Our modeling goal is to “discover” topics in the lyrics of Spice Girls songs. Instead of a supervised or predictive model where our observations have labels, this is an unsupervised approach.
https://juliasilge.com/blog/spice-girls/
equivalent terms between bigfoot and spice girls data
library(tidyverse)
## ── Attaching packages ─────────────────────────────────────── tidyverse 1.3.2 ──
## ✔ ggplot2 3.4.0 ✔ purrr 1.0.1
## ✔ tibble 3.1.8 ✔ dplyr 1.0.10
## ✔ tidyr 1.3.0 ✔ stringr 1.5.0
## ✔ readr 2.1.3 ✔ forcats 0.5.2
## ── Conflicts ────────────────────────────────────────── tidyverse_conflicts() ──
## ✖ dplyr::filter() masks stats::filter()
## ✖ dplyr::lag() masks stats::lag()
library(tidytext)
bigfoot_raw <- read_csv('https://raw.githubusercontent.com/rfordatascience/tidytuesday/master/data/2022/2022-09-13/bigfoot.csv')
## Rows: 5021 Columns: 28
## ── Column specification ────────────────────────────────────────────────────────
## Delimiter: ","
## chr (10): observed, location_details, county, state, season, title, classif...
## dbl (17): latitude, longitude, number, temperature_high, temperature_mid, t...
## date (1): date
##
## ℹ Use `spec()` to retrieve the full column specification for this data.
## ℹ Specify the column types or set `show_col_types = FALSE` to quiet this message.
bigfoot_raw %>%
count(classification)
## # A tibble: 3 × 2
## classification n
## <chr> <int>
## 1 Class A 2481
## 2 Class B 2510
## 3 Class C 30
bigfoot <-
bigfoot_raw %>%
filter(classification != "Class C", !is.na(observed)) %>%
mutate(
classification = case_when(
classification == "Class A" ~ "sighting",
classification == "Class B" ~ "possible"
)
) %>%
# Create a new variable, observation id, equivalent of song_name in the Spice Girls case
mutate(obs_id = row_number()) %>%
select(obs_id, observed, season, county, state)
bigfoot
## # A tibble: 4,953 × 5
## obs_id observed season county state
## <int> <chr> <chr> <chr> <chr>
## 1 1 "I was canoeing on the Sipsey river in Alabama.

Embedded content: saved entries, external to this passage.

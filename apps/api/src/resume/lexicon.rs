//! Lexicon-based skill extraction from free text (job postings, resumes).
//!
//! Each canonical skill has one or more aliases. A mention counts only when
//! the alias is bounded by non-alphanumeric characters, so "java" does not
//! fire inside "javascript".

use std::collections::HashMap;

use once_cell::sync::Lazy;

/// (canonical name, aliases). Aliases are lowercase.
static SKILLS: &[(&str, &[&str])] = &[
    // Languages
    ("Python", &["python"]),
    ("JavaScript", &["javascript"]),
    ("TypeScript", &["typescript"]),
    ("Java", &["java"]),
    ("C++", &["c++", "cpp"]),
    ("C#", &["c#", "csharp"]),
    ("Go", &["golang"]),
    ("Rust", &["rust"]),
    ("Ruby", &["ruby"]),
    ("PHP", &["php"]),
    ("Swift", &["swift"]),
    ("Kotlin", &["kotlin"]),
    ("Scala", &["scala"]),
    ("SQL", &["sql"]),
    ("HTML", &["html", "html5"]),
    ("CSS", &["css", "css3"]),
    ("Bash", &["bash", "shell scripting"]),
    // Frameworks & libraries
    ("React", &["react", "reactjs", "react.js"]),
    ("Angular", &["angular", "angularjs"]),
    ("Vue", &["vue", "vuejs", "vue.js"]),
    ("Next.js", &["next.js", "nextjs"]),
    ("Node.js", &["node.js", "nodejs"]),
    ("Express", &["express.js", "expressjs"]),
    ("Django", &["django"]),
    ("Flask", &["flask"]),
    ("FastAPI", &["fastapi"]),
    ("Spring Boot", &["spring boot", "springboot"]),
    ("Ruby on Rails", &["ruby on rails", "rails"]),
    (".NET", &[".net", "dotnet", "asp.net"]),
    ("TensorFlow", &["tensorflow"]),
    ("PyTorch", &["pytorch"]),
    ("scikit-learn", &["scikit-learn", "sklearn"]),
    ("Pandas", &["pandas"]),
    ("NumPy", &["numpy"]),
    ("Spark", &["spark", "pyspark", "apache spark"]),
    ("Kafka", &["kafka", "apache kafka"]),
    ("GraphQL", &["graphql"]),
    // Tools & platforms
    ("Git", &["git"]),
    ("Docker", &["docker"]),
    ("Kubernetes", &["kubernetes", "k8s"]),
    ("Terraform", &["terraform"]),
    ("Ansible", &["ansible"]),
    ("Jenkins", &["jenkins"]),
    ("GitHub Actions", &["github actions"]),
    ("AWS", &["aws", "amazon web services"]),
    ("Azure", &["azure"]),
    ("GCP", &["gcp", "google cloud"]),
    ("Linux", &["linux"]),
    ("PostgreSQL", &["postgresql", "postgres"]),
    ("MySQL", &["mysql"]),
    ("MongoDB", &["mongodb", "mongo"]),
    ("Redis", &["redis"]),
    ("Elasticsearch", &["elasticsearch"]),
    ("Figma", &["figma"]),
    ("Tableau", &["tableau"]),
    ("Power BI", &["power bi", "powerbi"]),
    ("Excel", &["microsoft excel", "ms excel"]),
    ("Jira", &["jira"]),
    // Practices & domains
    ("Machine Learning", &["machine learning"]),
    ("Deep Learning", &["deep learning"]),
    ("Natural Language Processing", &["natural language processing", "nlp"]),
    ("Computer Vision", &["computer vision"]),
    ("Data Analysis", &["data analysis", "data analytics"]),
    ("Data Engineering", &["data engineering"]),
    ("Data Visualization", &["data visualization"]),
    ("Statistics", &["statistics", "statistical analysis"]),
    ("REST APIs", &["rest api", "rest apis", "restful"]),
    ("Microservices", &["microservices", "microservice"]),
    ("Distributed Systems", &["distributed systems"]),
    ("System Design", &["system design"]),
    ("CI/CD", &["ci/cd", "continuous integration", "continuous delivery"]),
    ("DevOps", &["devops"]),
    ("Unit Testing", &["unit testing", "unit tests", "tdd"]),
    ("Agile", &["agile", "scrum", "kanban"]),
    ("Cybersecurity", &["cybersecurity", "security"]),
    ("UI/UX Design", &["ui/ux", "ux design", "ui design", "user experience"]),
    // Soft skills
    ("Communication", &["communication"]),
    ("Leadership", &["leadership"]),
    ("Teamwork", &["teamwork", "collaboration"]),
    ("Problem Solving", &["problem solving", "problem-solving"]),
    ("Project Management", &["project management"]),
    ("Stakeholder Management", &["stakeholder management"]),
    ("Mentoring", &["mentoring", "mentorship"]),
];

const REQUIRED_MARKERS: &[&str] = &["required", "must have", "must-have", "you will need", "minimum"];
const OPTIONAL_MARKERS: &[&str] = &["preferred", "nice to have", "nice-to-have", "bonus", "a plus", "plus"];

/// alias → canonical, built once.
static ALIASES: Lazy<Vec<(&'static str, &'static str)>> = Lazy::new(|| {
    let mut aliases: Vec<_> = SKILLS
        .iter()
        .flat_map(|(canonical, list)| list.iter().map(move |a| (*a, *canonical)))
        .collect();
    // Longer aliases claim their span first, so "ruby on rails" hides "ruby".
    aliases.sort_by(|a, b| b.0.len().cmp(&a.0.len()));
    aliases
});

/// A skill found in free text, with the requirement signal of its sentence.
#[derive(Debug, Clone, PartialEq)]
pub struct ExtractedSkill {
    pub name: String,
    /// Some(true) for "required" sentences, Some(false) for "preferred", None otherwise.
    pub required: Option<bool>,
    position: usize,
}

/// Returns true when `needle` occurs in `haystack` with non-alphanumeric boundaries.
/// Both arguments must already be lowercase.
pub fn mentions(haystack: &str, needle: &str) -> bool {
    find_bounded(haystack, needle).is_some()
}

fn find_bounded(haystack: &str, needle: &str) -> Option<usize> {
    find_bounded_from(haystack, needle, 0)
}

fn find_bounded_from(haystack: &str, needle: &str, mut from: usize) -> Option<usize> {
    if needle.is_empty() {
        return None;
    }
    while let Some(offset) = haystack[from..].find(needle) {
        let start = from + offset;
        let end = start + needle.len();
        let before_ok = haystack[..start]
            .chars()
            .next_back()
            .map_or(true, |c| !c.is_alphanumeric());
        let after_ok = haystack[end..]
            .chars()
            .next()
            .map_or(true, |c| !c.is_alphanumeric());
        if before_ok && after_ok {
            return Some(start);
        }
        // Advance by one char to stay on a UTF-8 boundary.
        from = start + haystack[start..].chars().next().map_or(1, char::len_utf8);
    }
    None
}

/// Every bounded occurrence of `needle`, as byte ranges.
fn bounded_spans<'a>(
    haystack: &'a str,
    needle: &'a str,
) -> impl Iterator<Item = (usize, usize)> + 'a {
    let mut from = 0;
    std::iter::from_fn(move || {
        if from > haystack.len() {
            return None;
        }
        let start = find_bounded_from(haystack, needle, from)?;
        let end = start + needle.len();
        from = end;
        Some((start, end))
    })
}

/// Extracts canonical skill names from text, ordered by first mention.
pub fn extract_skills(text: &str) -> Vec<String> {
    extract_skills_with_signals(text)
        .into_iter()
        .map(|s| s.name)
        .collect()
}

/// Like `extract_skills`, also tagging each skill with the required/preferred
/// signal of the sentence it first appears in.
pub fn extract_skills_with_signals(text: &str) -> Vec<ExtractedSkill> {
    let mut found: HashMap<&'static str, ExtractedSkill> = HashMap::new();
    let mut sentence_start = 0;

    for sentence in split_sentences(text) {
        let lower = sentence.to_lowercase();
        let signal = requirement_signal(&lower);

        let mut claimed: Vec<(usize, usize)> = Vec::new();

        for (alias, canonical) in ALIASES.iter() {
            for (start, end) in bounded_spans(&lower, alias) {
                if claimed.iter().any(|&(s, e)| start < e && s < end) {
                    continue;
                }
                claimed.push((start, end));

                let position = sentence_start + start;
                let entry = found.entry(*canonical).or_insert_with(|| ExtractedSkill {
                    name: canonical.to_string(),
                    required: signal,
                    position,
                });
                if position < entry.position {
                    entry.position = position;
                    entry.required = signal;
                }
            }
        }
        sentence_start += sentence.len() + 1;
    }

    let mut skills: Vec<ExtractedSkill> = found.into_values().collect();
    skills.sort_by(|a, b| a.position.cmp(&b.position).then_with(|| a.name.cmp(&b.name)));
    skills
}

fn split_sentences(text: &str) -> impl Iterator<Item = &str> {
    // '.' is not a separator: it appears inside aliases like "node.js" and ".net".
    text.split(|c: char| matches!(c, '\n' | ';' | '!' | '?'))
}

fn requirement_signal(lower_sentence: &str) -> Option<bool> {
    if REQUIRED_MARKERS.iter().any(|m| mentions(lower_sentence, m)) {
        Some(true)
    } else if OPTIONAL_MARKERS.iter().any(|m| mentions(lower_sentence, m)) {
        Some(false)
    } else {
        None
    }
}
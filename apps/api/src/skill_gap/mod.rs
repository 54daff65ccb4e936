// Skill-gap analysis: user skill profile vs a job's required skills.
// Matching lives in crate::matching; LLM access goes through crate::analyzer.

pub mod handlers;
pub mod insights;
pub mod models;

I… Summer Winst… Alab…
## 2 2 "Ed L. was salmon fishing with a companion in Pri… Fall Valde… Alas…
## 3 3 "While attending U.R.I in the Fall of 1974,I woul… Fall Washi… Rhod…
## 4 4 "Hello, My name is Doug and though I am very relu… Summer York … Penn…
## 5 5 "It was May 1984. Two friends and I were up in th… Spring Yamhi… Oreg…
## 6 6 "My two children and I were returning from Altus,… Fall Washi… Okla…
## 7 7 "I was staying the night with a friends of mine. … Summer Washi… Ohio
## 8 8 "Well last year I was night fishing 9/2010 at Ama… Fall Westc… New …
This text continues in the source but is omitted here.